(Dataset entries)
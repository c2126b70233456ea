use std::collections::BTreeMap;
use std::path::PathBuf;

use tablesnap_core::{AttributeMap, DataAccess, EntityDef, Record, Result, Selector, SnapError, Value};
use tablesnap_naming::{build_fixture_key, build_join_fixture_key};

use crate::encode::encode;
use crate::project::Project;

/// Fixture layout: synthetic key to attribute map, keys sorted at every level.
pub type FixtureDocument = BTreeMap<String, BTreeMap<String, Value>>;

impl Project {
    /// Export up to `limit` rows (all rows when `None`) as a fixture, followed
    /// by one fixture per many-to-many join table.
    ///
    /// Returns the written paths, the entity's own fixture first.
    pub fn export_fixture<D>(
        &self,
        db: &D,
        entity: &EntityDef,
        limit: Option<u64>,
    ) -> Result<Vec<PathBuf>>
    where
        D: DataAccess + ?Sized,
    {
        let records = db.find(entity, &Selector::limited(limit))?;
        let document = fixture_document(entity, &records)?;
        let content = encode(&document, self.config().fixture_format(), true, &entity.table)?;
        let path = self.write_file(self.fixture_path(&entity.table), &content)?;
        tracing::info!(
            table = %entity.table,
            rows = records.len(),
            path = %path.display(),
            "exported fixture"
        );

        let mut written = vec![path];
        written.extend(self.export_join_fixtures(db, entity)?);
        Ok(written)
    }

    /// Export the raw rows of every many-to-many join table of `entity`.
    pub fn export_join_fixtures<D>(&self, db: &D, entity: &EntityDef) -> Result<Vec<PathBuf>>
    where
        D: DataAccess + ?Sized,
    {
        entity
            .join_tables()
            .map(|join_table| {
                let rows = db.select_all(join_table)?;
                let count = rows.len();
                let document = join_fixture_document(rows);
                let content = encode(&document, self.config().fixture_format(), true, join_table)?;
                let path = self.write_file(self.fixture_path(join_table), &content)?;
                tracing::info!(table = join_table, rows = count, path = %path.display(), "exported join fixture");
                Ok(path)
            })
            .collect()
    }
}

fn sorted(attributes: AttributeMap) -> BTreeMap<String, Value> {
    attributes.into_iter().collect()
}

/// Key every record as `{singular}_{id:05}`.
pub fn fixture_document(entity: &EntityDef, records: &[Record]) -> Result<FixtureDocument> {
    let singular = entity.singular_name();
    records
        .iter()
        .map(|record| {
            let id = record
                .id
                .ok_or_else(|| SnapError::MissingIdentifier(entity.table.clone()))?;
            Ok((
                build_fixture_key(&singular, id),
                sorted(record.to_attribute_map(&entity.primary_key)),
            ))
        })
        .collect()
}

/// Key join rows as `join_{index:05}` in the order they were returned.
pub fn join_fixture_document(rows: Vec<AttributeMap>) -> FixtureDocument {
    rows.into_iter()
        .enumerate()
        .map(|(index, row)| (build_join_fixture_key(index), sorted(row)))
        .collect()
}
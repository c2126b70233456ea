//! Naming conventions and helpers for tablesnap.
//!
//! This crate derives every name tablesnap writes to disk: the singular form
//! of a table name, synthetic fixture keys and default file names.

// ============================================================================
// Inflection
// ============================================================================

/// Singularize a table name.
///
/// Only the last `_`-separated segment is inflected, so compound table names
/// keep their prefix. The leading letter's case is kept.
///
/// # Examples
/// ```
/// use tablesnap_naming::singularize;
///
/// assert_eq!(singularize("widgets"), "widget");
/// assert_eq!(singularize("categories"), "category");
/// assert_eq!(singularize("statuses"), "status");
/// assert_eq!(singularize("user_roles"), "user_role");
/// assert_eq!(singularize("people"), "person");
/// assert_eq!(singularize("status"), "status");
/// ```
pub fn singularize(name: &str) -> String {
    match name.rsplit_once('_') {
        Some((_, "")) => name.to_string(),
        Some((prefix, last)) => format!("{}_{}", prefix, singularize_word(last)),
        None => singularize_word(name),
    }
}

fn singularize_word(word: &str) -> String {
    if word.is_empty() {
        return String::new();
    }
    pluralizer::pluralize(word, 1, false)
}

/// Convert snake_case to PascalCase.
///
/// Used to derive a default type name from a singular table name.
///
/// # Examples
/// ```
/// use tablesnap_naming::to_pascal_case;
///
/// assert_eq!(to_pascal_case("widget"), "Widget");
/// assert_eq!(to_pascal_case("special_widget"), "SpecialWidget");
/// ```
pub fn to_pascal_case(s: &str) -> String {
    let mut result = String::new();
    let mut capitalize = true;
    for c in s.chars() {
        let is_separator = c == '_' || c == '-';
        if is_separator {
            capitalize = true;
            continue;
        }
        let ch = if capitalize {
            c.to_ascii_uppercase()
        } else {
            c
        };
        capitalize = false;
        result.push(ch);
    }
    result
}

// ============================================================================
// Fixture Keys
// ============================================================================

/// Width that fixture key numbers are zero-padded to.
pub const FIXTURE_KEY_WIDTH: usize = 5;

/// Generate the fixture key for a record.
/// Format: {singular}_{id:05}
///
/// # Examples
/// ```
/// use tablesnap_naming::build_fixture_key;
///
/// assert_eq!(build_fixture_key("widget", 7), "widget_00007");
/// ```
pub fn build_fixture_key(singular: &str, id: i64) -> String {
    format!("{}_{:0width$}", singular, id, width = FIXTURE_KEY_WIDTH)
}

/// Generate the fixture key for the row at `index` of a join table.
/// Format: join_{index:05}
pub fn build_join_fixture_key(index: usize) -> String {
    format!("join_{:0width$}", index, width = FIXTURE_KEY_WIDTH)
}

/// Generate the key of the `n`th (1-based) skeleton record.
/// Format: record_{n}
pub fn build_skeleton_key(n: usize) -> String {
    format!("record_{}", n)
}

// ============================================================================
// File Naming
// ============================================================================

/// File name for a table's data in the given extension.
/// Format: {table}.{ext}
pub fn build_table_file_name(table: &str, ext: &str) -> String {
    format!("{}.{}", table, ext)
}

ABOUT THIS EXERCISE: Only the count is needed: the number of lines in the data that include the word "config".

WRITTEN RESPONSE: 2